By BROOKE WHITLING – Student contributor
When I look back upon January and February of 2020, my reaction is similar to that of a stand-up comedy audience member. I am genuinely amused by my naivete in the interactions where I assured friends that the frenzy around coronavirus would “all pass over.” Little did I, really anyone, know that life would play a foreign tune in just a few months. When the rug is pulled out from under you, it is challenging to look on the bright side, and instructions from others to do so never seems to bring on a revelation. However, to improve your outlook, you do not have to burst into a ball of sunshine. Adjusting your perception of a situation all boils down to adaptation.
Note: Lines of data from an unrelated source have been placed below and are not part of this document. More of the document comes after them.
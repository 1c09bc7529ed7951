//! Periodic Capture-and-Analyze Runner
//!
//! Every `interval` the runner pulls one capture window from its sample source,
//! decodes it, estimates the CIR of each complete frame and publishes the batch
//! to a sink. Each cycle's failure is logged and counted; the loop always moves on.
//!
//! **States**: `Idle -> Running -> Stopping -> Stopped`. A runner configured with
//! `max_cycles` moves from `Running` to `Stopped` on its own.

use std::io;
use std::panic::{self, AssertUnwindSafe};
use std::sync::mpsc::{self, RecvTimeoutError, Sender};
use std::sync::{Arc, Mutex, PoisonError};
use std::thread::{self, JoinHandle};
use std::time::Duration;

use snafu::Snafu;
use tracing::{debug, info, warn};

use crate::cir::{CirConfig, CirError, CirEstimator, CirProfile, ReferenceSymbol, T_TF};
use crate::iq::{self, DecodeError, IqFormat};
use crate::render::RenderError;
use crate::stream::StreamBuffer;

/// Where a cycle takes its raw capture window from
pub trait SampleSource: Send {
    /// Remove and return the oldest `n` bytes if available, without blocking
    fn try_take(&self, n: usize) -> Option<Vec<u8>>;
}

impl SampleSource for Arc<StreamBuffer> {
    fn try_take(&self, n: usize) -> Option<Vec<u8>> {
        StreamBuffer::try_take(self, n)
    }
}

/// Consumer of the profiles produced by one cycle
pub trait CirSink: Send {
    fn publish(&mut self, batch: &CirBatch) -> Result<(), RenderError>;
}

/// Profiles estimated from one capture window
#[derive(Debug, Clone)]
pub struct CirBatch {
    /// 1-based number of the cycle that produced the batch
    pub cycle: u64,
    pub profiles: Vec<CirProfile>,
}

/// Configuration for the periodic runner
#[derive(Debug, Clone)]
pub struct RunnerConfig {
    /// Pause before each cycle
    pub interval: Duration,
    /// Samples pulled per cycle
    pub window_samples: usize,
    /// Wire format of the source bytes
    pub format: IqFormat,
    /// Stop on its own after this many cycles
    pub max_cycles: Option<u64>,
    pub cir: CirConfig,
}

impl Default for RunnerConfig {
    fn default() -> Self {
        Self {
            interval: Duration::from_secs(1),
            window_samples: 10 * T_TF,
            format: IqFormat::U8,
            max_cycles: None,
            cir: CirConfig::default(),
        }
    }
}

impl RunnerConfig {
    /// Bytes pulled from the source per cycle
    pub fn window_bytes(&self) -> usize {
        self.window_samples * self.format.bytes_per_sample()
    }
}

#[derive(Debug, Clone, Copy, PartialEq, Eq)]
pub enum RunnerState {
    Idle,
    Running,
    Stopping,
    Stopped,
}

/// Counters reported when the loop exits
#[derive(Debug, Clone, Copy, Default, PartialEq, Eq)]
pub struct RunnerStats {
    pub cycles: u64,
    pub published: u64,
    pub empty: u64,
    pub failed: u64,
}

/// Result of one successful cycle
#[derive(Debug, Clone, Copy, PartialEq, Eq)]
pub enum CycleOutcome {
    /// Source did not hold a full window yet
    NoData,
    /// A batch of `frames` profiles was published
    Published { frames: usize },
}

#[derive(Debug, Snafu)]
pub enum CycleError {
    /// Capture window could not be decoded
    #[snafu(context(false), display("decode failed: {source}"))]
    Decode { source: DecodeError },

    /// CIR estimation failed
    #[snafu(context(false), display("estimation failed: {source}"))]
    Estimate { source: CirError },

    /// Sink rejected the batch
    #[snafu(context(false), display("publish failed: {source}"))]
    Publish { source: RenderError },

    /// Cycle panicked
    #[snafu(display("cycle panicked: {message}"))]
    Panicked { message: String },
}

#[derive(Debug, Snafu)]
pub enum RunnerError {
    /// `start` called on a runner that is not idle
    #[snafu(display("runner already started (state {state:?})"))]
    AlreadyStarted { state: RunnerState },

    /// Estimator configuration is invalid
    #[snafu(context(false), display("invalid runner configuration: {source}"))]
    Config { source: CirError },

    /// Capture window cannot hold a full frame plus the correlation lookahead
    #[snafu(display("window of {window_samples} samples is shorter than the {required} one frame needs"))]
    WindowTooShort { window_samples: usize, required: usize },

    /// Runner thread could not be spawned
    #[snafu(display("failed to spawn runner thread: {source}"))]
    Spawn { source: io::Error },
}

/// One capture-decode-estimate-publish step, independent of scheduling
pub struct CaptureCycle<S, K> {
    source: S,
    sink: K,
    reference: Arc<ReferenceSymbol>,
    config: RunnerConfig,
    cycle: u64,
}

impl<S: SampleSource, K: CirSink> CaptureCycle<S, K> {
    pub fn new(source: S, sink: K, reference: Arc<ReferenceSymbol>, config: RunnerConfig) -> Self {
        Self {
            source,
            sink,
            reference,
            config,
            cycle: 0,
        }
    }

    /// Run one cycle
    ///
    /// A fresh estimator is created per capture window, so its NULL index log
    /// covers exactly the frames of this batch.
    pub fn run_once(&mut self) -> Result<CycleOutcome, CycleError> {
        self.cycle += 1;

        let Some(raw) = self.source.try_take(self.config.window_bytes()) else {
            return Ok(CycleOutcome::NoData);
        };

        let samples = iq::decode(&raw, self.config.format)?;
        let mut estimator = CirEstimator::new(Arc::clone(&self.reference), self.config.cir.clone())?;
        let profiles = estimator.estimate_all(&samples)?;
        let frames = profiles.len();

        let batch = CirBatch {
            cycle: self.cycle,
            profiles,
        };
        self.sink.publish(&batch)?;

        Ok(CycleOutcome::Published { frames })
    }

    /// Run one cycle, turning a panic into a `CycleError`
    pub fn run_isolated(&mut self) -> Result<CycleOutcome, CycleError> {
        match panic::catch_unwind(AssertUnwindSafe(|| self.run_once())) {
            Ok(result) => result,
            Err(payload) => {
                let message = payload
                    .downcast_ref::<&str>()
                    .map(|s| s.to_string())
                    .or_else(|| payload.downcast_ref::<String>().cloned())
                    .unwrap_or_else(|| "unknown panic".to_string());
                Err(CycleError::Panicked { message })
            }
        }
    }
}

/// Runs `CaptureCycle`s on a background thread at a fixed cadence
pub struct PeriodicRunner {
    config: RunnerConfig,
    reference: Arc<ReferenceSymbol>,
    state: Arc<Mutex<RunnerState>>,
    stop_tx: Option<Sender<()>>,
    handle: Option<JoinHandle<RunnerStats>>,
}

impl PeriodicRunner {
    pub fn new(config: RunnerConfig, reference: Arc<ReferenceSymbol>) -> Result<Self, RunnerError> {
        config.cir.validate()?;
        let required = config.cir.required_samples(reference.len());
        if config.window_samples < required {
            return Err(RunnerError::WindowTooShort {
                window_samples: config.window_samples,
                required,
            });
        }
        Ok(Self {
            config,
            reference,
            state: Arc::new(Mutex::new(RunnerState::Idle)),
            stop_tx: None,
            handle: None,
        })
    }

    pub fn state(&self) -> RunnerState {
        *self.state.lock().unwrap_or_else(PoisonError::into_inner)
    }

    fn set_state(&self, state: RunnerState) {
        *self.state.lock().unwrap_or_else(PoisonError::into_inner) = state;
    }

    /// Start the cycle loop on a background thread
    pub fn start<S, K>(&mut self, source: S, sink: K) -> Result<(), RunnerError>
    where
        S: SampleSource + 'static,
        K: CirSink + 'static,
    {
        let state = self.state();
        if state != RunnerState::Idle {
            return Err(RunnerError::AlreadyStarted { state });
        }

        let (stop_tx, stop_rx) = mpsc::channel::<()>();
        let mut cycle = CaptureCycle::new(source, sink, Arc::clone(&self.reference), self.config.clone());
        let interval = self.config.interval;
        let max_cycles = self.config.max_cycles;
        let shared_state = Arc::clone(&self.state);

        self.set_state(RunnerState::Running);
        let spawned = thread::Builder::new()
            .name("cir-runner".to_string())
            .spawn(move || {
                let mut stats = RunnerStats::default();
                loop {
                    if max_cycles.is_some_and(|max| stats.cycles >= max) {
                        break;
                    }
                    match stop_rx.recv_timeout(interval) {
                        Ok(()) | Err(RecvTimeoutError::Disconnected) => break,
                        Err(RecvTimeoutError::Timeout) => {}
                    }

                    stats.cycles += 1;
                    match cycle.run_isolated() {
                        Ok(CycleOutcome::NoData) => {
                            stats.empty += 1;
                            debug!(cycle = stats.cycles, "no full capture window available");
                        }
                        Ok(CycleOutcome::Published { frames }) => {
                            stats.published += 1;
                            debug!(cycle = stats.cycles, frames, "cycle published");
                        }
                        Err(e) => {
                            stats.failed += 1;
                            warn!(cycle = stats.cycles, error = %e, "CIR cycle failed");
                        }
                    }
                }

                *shared_state.lock().unwrap_or_else(PoisonError::into_inner) = RunnerState::Stopped;
                info!(?stats, "runner exited");
                stats
            });

        match spawned {
            Ok(handle) => {
                self.stop_tx = Some(stop_tx);
                self.handle = Some(handle);
                info!(interval_ms = interval.as_millis() as u64, window_samples = self.config.window_samples, "runner started");
                Ok(())
            }
            Err(source) => {
                self.set_state(RunnerState::Idle);
                Err(RunnerError::Spawn { source })
            }
        }
    }

    /// Request a stop and wait for the loop to exit
    ///
    /// The cycle in progress, if any, completes first. Returns the loop's
    /// counters, or `None` if the runner was never started.
    pub fn stop(&mut self) -> Option<RunnerStats> {
        if self.state() == RunnerState::Running {
            self.set_state(RunnerState::Stopping);
        }
        if let Some(stop_tx) = self.stop_tx.take() {
            // Loop may already have exited on max_cycles
            let _ = stop_tx.send(());
        }
        self.join()
    }

    /// Wait for a runner with `max_cycles` to finish on its own
    pub fn wait(&mut self) -> Option<RunnerStats> {
        self.join()
    }

    fn join(&mut self) -> Option<RunnerStats> {
        let handle = self.handle.take()?;
        let stats = match handle.join() {
            Ok(stats) => Some(stats),
            Err(_) => {
                warn!("runner thread panicked");
                None
            }
        };
        self.stop_tx = None;
        self.set_state(RunnerState::Stopped);
        stats
    }
}

impl Drop for PeriodicRunner {
    fn drop(&mut self) {
        self.stop();
    }
}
I hate change, and not in a way that suggests a few grumbles before continuing onward. I am a creature of habit. When watching movies, I would typically spend half an hour to forty-five minutes perusing the libraries of various streaming platforms before settling on a film that I had known title to credits. At restaurants, I anxiously browsed the menu, toying with the idea of trying a new dish that was exotic, relative to my traditional pallet. In the end, however, I would always return to a classic: grilled chicken. I could go on and on about my habitual tendencies. However, it will all boil down to one statement: I loathe change.
On March 13, I had no choice but to let it come. This time, I was not asked to watch a recently-released movie, or try the new addition to the menu. This time, I was forced to accept a new reality. I had to adapt.
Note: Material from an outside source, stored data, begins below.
//! CIR Rendering
//!
//! Sinks that consume a batch of CIR profiles once per completed cycle:
//! - `SvgRenderer` draws every profile of the batch as one line (delay on x,
//!   normalized magnitude on y) and replaces the artifact file atomically
//! - `LogSink` logs the strongest components of each profile

use std::fs;
use std::io;
use std::path::{Path, PathBuf};

use plotters::prelude::*;
use snafu::{ResultExt, Snafu};
use tracing::{debug, info};

use crate::runner::{CirBatch, CirSink};

/// Default artifact path, served by the status page
pub const DEFAULT_OUTPUT: &str = "static/rtlsdr.svg";

/// Number of components reported per profile by `LogSink`
pub const NUM_PEAKS: usize = 6;

#[derive(Debug, Snafu)]
pub enum RenderError {
    /// Batch holds no profiles
    #[snafu(display("nothing to render: batch {cycle} has no profiles"))]
    EmptyBatch { cycle: u64 },

    /// Plotting backend failed
    #[snafu(display("failed to draw CIR plot: {message}"))]
    Draw { message: String },

    /// Output directory could not be created
    #[snafu(display("failed to create {}: {source}", path.display()))]
    CreateDir { path: PathBuf, source: io::Error },

    /// Artifact could not be written
    #[snafu(display("failed to write {}: {source}", path.display()))]
    Write { path: PathBuf, source: io::Error },
}

fn draw_error<E: std::fmt::Display>(e: E) -> RenderError {
    RenderError::Draw {
        message: e.to_string(),
    }
}

/// Render a batch of profiles to an SVG document
pub fn render_svg(batch: &CirBatch, size: (u32, u32)) -> Result<String, RenderError> {
    if batch.profiles.is_empty() {
        return Err(RenderError::EmptyBatch { cycle: batch.cycle });
    }

    let num_delays = batch.profiles.iter().map(|p| p.len()).max().unwrap_or(0).max(1);
    let y_max = batch
        .profiles
        .iter()
        .flat_map(|p| p.magnitudes().iter().copied())
        .fold(0.0f32, f32::max);
    let y_max = if y_max > 0.0 { y_max * 1.1 } else { 1.0 };

    let mut svg = String::new();
    {
        let root = SVGBackend::with_string(&mut svg, size).into_drawing_area();
        root.fill(&WHITE).map_err(draw_error)?;

        let mut chart = ChartBuilder::on(&root)
            .caption(
                format!("Channel impulse response, {} frames", batch.profiles.len()),
                ("sans-serif", 20),
            )
            .margin(10)
            .x_label_area_size(40)
            .y_label_area_size(70)
            .build_cartesian_2d(0f32..num_delays as f32, 0f32..y_max)
            .map_err(draw_error)?;

        chart
            .configure_mesh()
            .x_desc("Delay (samples)")
            .y_desc("Normalized magnitude")
            .draw()
            .map_err(draw_error)?;

        for (i, profile) in batch.profiles.iter().enumerate() {
            let points = profile
                .magnitudes()
                .iter()
                .enumerate()
                .map(|(d, &m)| (d as f32, m));
            chart
                .draw_series(LineSeries::new(points, Palette99::pick(i).stroke_width(1)))
                .map_err(draw_error)?;
        }

        root.present().map_err(draw_error)?;
    }

    Ok(svg)
}

/// Writes each batch to an SVG file
#[derive(Debug, Clone)]
pub struct SvgRenderer {
    path: PathBuf,
    size: (u32, u32),
}

impl SvgRenderer {
    pub fn new(path: impl Into<PathBuf>) -> Self {
        Self {
            path: path.into(),
            size: (1024, 600),
        }
    }

    pub fn with_size(mut self, width: u32, height: u32) -> Self {
        self.size = (width, height);
        self
    }

    pub fn path(&self) -> &Path {
        &self.path
    }

    /// Render and replace the artifact
    ///
    /// The SVG goes to a sibling temporary file first and is renamed over the
    /// artifact, so readers never see a half-written plot.
    pub fn write(&self, batch: &CirBatch) -> Result<(), RenderError> {
        let svg = render_svg(batch, self.size)?;

        if let Some(dir) = self.path.parent().filter(|d| !d.as_os_str().is_empty()) {
            fs::create_dir_all(dir).context(CreateDirSnafu { path: dir })?;
        }

        let tmp = self.path.with_extension("svg.tmp");
        fs::write(&tmp, svg).context(WriteSnafu { path: &tmp })?;
        fs::rename(&tmp, &self.path).context(WriteSnafu { path: &self.path })?;

        debug!(path = %self.path.display(), cycle = batch.cycle, "CIR plot written");
        Ok(())
    }
}

impl CirSink for SvgRenderer {
    fn publish(&mut self, batch: &CirBatch) -> Result<(), RenderError> {
        self.write(batch)
    }
}

/// Logs the strongest components of every profile
#[derive(Debug, Clone, Default)]
pub struct LogSink;

impl CirSink for LogSink {
    fn publish(&mut self, batch: &CirBatch) -> Result<(), RenderError> {
        for (frame, profile) in batch.profiles.iter().enumerate() {
            let peaks = profile.strongest(NUM_PEAKS);
            info!(
                cycle = batch.cycle,
                frame,
                null_index = profile.null_index,
                peaks = ?peaks,
                "strongest CIR components"
            );
        }
        Ok(())
    }
}

/// Forwards each batch to several sinks, stopping at the first failure
impl CirSink for Vec<Box<dyn CirSink>> {
    fn publish(&mut self, batch: &CirBatch) -> Result<(), RenderError> {
        for sink in self.iter_mut() {
            sink.publish(batch)?;
        }
        Ok(())
    }
}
In mid-March, the country shut down, and 330 million Americans… well, you know what happened. We all lived it. Suddenly, I was no longer using our car as a changing room, dining hall, and library; I was actually home. My constant presence was such a culture shock that it induced depression in my miniature Schnauzer. For her entire twelve-year life, I had never sat by her side all day and night, preventing her from mysteriously fetching objects that resided on the kitchen table. Meanwhile, when I was typically laboring at my school work, or masterfully avoiding piano practice, I binged all 16 seasons of “Grey’s Anatomy.” Yes, you read that correctly. It was a rough adjustment for my entire family, but, by the end of season 16, I was pretty confident that I could fly solo on a textbook appendectomy.
Without consecutive deadlines and limited free time, I was lost. Though I did everything to evade my plow truck of emotions, there were moments when I was unable to duck from its path. However, after some time, my household fell into stride. Everyday, I suited up in typical school attire. If, however, we had scheduled a Walmart pickup, I broke out the hard stuff: mascara and blush. And, heaven forbid that my hair was undone as we drove through for my complimentary school lunch. That would have been an abomination. Whenever I could, I grasped for each shred of normalcy within reach. Eventually, I pieced together a picture that was charming in its own way.
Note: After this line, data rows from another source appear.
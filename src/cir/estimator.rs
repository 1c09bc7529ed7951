//! Per-frame CIR estimation pipeline

use std::sync::Arc;

use num::complex::Complex32;
use tracing::{debug, info, instrument};

use super::correlate::delay_sweep;
use super::null_search::{find_null_symbol, frame_magnitude};
use super::profile::CirProfile;
use super::reference::ReferenceSymbol;
use super::{CirConfig, CirError};

/// CIR estimator for one capture window
///
/// Stateless apart from the log of NULL symbol positions, which grows by one
/// entry per estimated frame and is kept for diagnostics.
#[derive(Debug, Clone)]
pub struct CirEstimator {
    reference: Arc<ReferenceSymbol>,
    config: CirConfig,
    null_indices: Vec<usize>,
}

impl CirEstimator {
    /// Create an estimator sharing a loaded reference
    pub fn new(reference: Arc<ReferenceSymbol>, config: CirConfig) -> Result<Self, CirError> {
        config.validate()?;
        Ok(Self {
            reference,
            config,
            null_indices: Vec::new(),
        })
    }

    /// NULL symbol start of every frame estimated so far, relative to its frame
    pub fn null_indices(&self) -> &[usize] {
        &self.null_indices
    }

    /// Samples `estimate` needs from the start of a frame
    pub fn required_samples(&self) -> usize {
        self.config.required_samples(self.reference.len())
    }

    /// Estimate the CIR of the frame starting at `samples[0]`
    ///
    /// # Arguments
    /// * `samples` - At least `T_TF + max_component_delay + L_ref` samples; the
    ///   NULL symbol is searched in the first `T_TF`
    ///
    /// # Returns
    /// The power-normalized CIR profile, or `InsufficientSamples` if the
    /// correlation windows would run past the end of `samples`
    #[instrument(skip(self, samples), fields(samples_len = samples.len()))]
    pub fn estimate(&mut self, samples: &[Complex32]) -> Result<CirProfile, CirError> {
        let required = self.required_samples();
        if samples.len() < required {
            return Err(CirError::InsufficientSamples {
                required,
                available: samples.len(),
            });
        }

        let frame = &samples[..self.config.transmission_frame_len];

        let t_null = find_null_symbol(frame, self.config.null_symbol_len, self.config.search_stride);
        self.null_indices.push(t_null);

        // validate() guarantees guard <= null_symbol_len
        let corr_start = t_null + self.config.null_symbol_len - self.config.guard;

        let coefficients = delay_sweep(
            samples,
            corr_start,
            self.config.max_component_delay,
            &self.reference,
        )?;

        let frame_power = frame_magnitude(frame);
        let profile = CirProfile::new(coefficients, frame_power, t_null, corr_start);

        if let Some((delay, magnitude)) = profile.peak() {
            debug!(t_null, corr_start, frame_power, peak_delay = delay, peak_magnitude = magnitude, "frame estimated");
        }

        Ok(profile)
    }

    /// Estimate every frame of a multi-frame capture window
    ///
    /// Frames start at multiples of `T_TF`. A frame is estimated only if the
    /// window still holds `required_samples()` from its start; the remaining
    /// partial tail is discarded.
    #[instrument(skip(self, samples), fields(samples_len = samples.len()))]
    pub fn estimate_all(&mut self, samples: &[Complex32]) -> Result<Vec<CirProfile>, CirError> {
        let required = self.required_samples();
        let frame_len = self.config.transmission_frame_len;

        if samples.len() < required {
            return Err(CirError::InsufficientSamples {
                required,
                available: samples.len(),
            });
        }

        let num_frames = (samples.len() - required) / frame_len + 1;
        let mut profiles = Vec::with_capacity(num_frames);
        for i in 0..num_frames {
            let start = i * frame_len;
            profiles.push(self.estimate(&samples[start..])?);
        }

        info!(frames = profiles.len(), null_indices = ?self.null_indices, "capture window estimated");
        Ok(profiles)
    }
}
Like a conquistador, I set out to forge my path in this new world, making rousing discoveries along the way. Namely, these were podcasts and bullet journaling. It was enthralling; watering the plants and walking outside could no longer prevent auditory entertainment. From extended lessons in French to episode analyses of “The Office,” I was set. Bullet journaling allowed me to combine many of my interests: organization, stationary, and art. Through bullet journaling, I transformed a blank, dotted page into a personalized, eye-catching planner. Despite the first few months’ journal spreads being chiefly decorative (there were very few events and tasks to pencil in), I was hooked. With just a passing glance, I could appreciate the time and effort which the layout entailed. I was able to find small moments of joy in each adorning doodle. In short, I had found a niche.
Between my newfound pastimes, I chowed down on scrumptious courses. While my salads often fell back on the basic framework of grilled chicken, I was proud to claim a few additional acquaintances; avocados and peppers. I repeat, raw peppers. In January, I would never have considered eating raw peppers and avocados. However, as soon as I let them into my exclusive club, they handed out the spoken password, which led to my love of onions and hummus. While feasting my way through the garden’s offerings, I could now be seen taking a blind leap; I began to stretch the boundaries of my cinematic preferences. I may have decided to become emotionally invested in a riveting drama or choose to take the morning viewing of a disturbing thriller. Either way, the barriers of my choices had started to crumble, bit by bit.
Everyone talks about the five stages of grief. You begin with denial, proceeding through anger, bargaining, and depression, until you finally arrive at acceptance. Grief can arise from any loss, and, though some experienced more loss than others this year, we all had our senses of normalcy ripped away. I can be a cynical person, and, in March, that was apparent. However, over the past nine months, my personal growth has outweighed any continuity that I yearned for in the spring. From expanded tastes, to novel recreational activities, this pandemic has taught me to slow down and persevere; it has forced me to adapt. I now know that change and adaptation does not have to be painful and severe; adaptation is just finding a use for the short end of the stick. When you take a step back, viewing the piece as what you have, and not what you are without, you will be able to create something equally as beautiful.
Brooke Whitling is a student at Cranberry High School and a member of Cranberry Chronicles, the school’s journalism/publications class.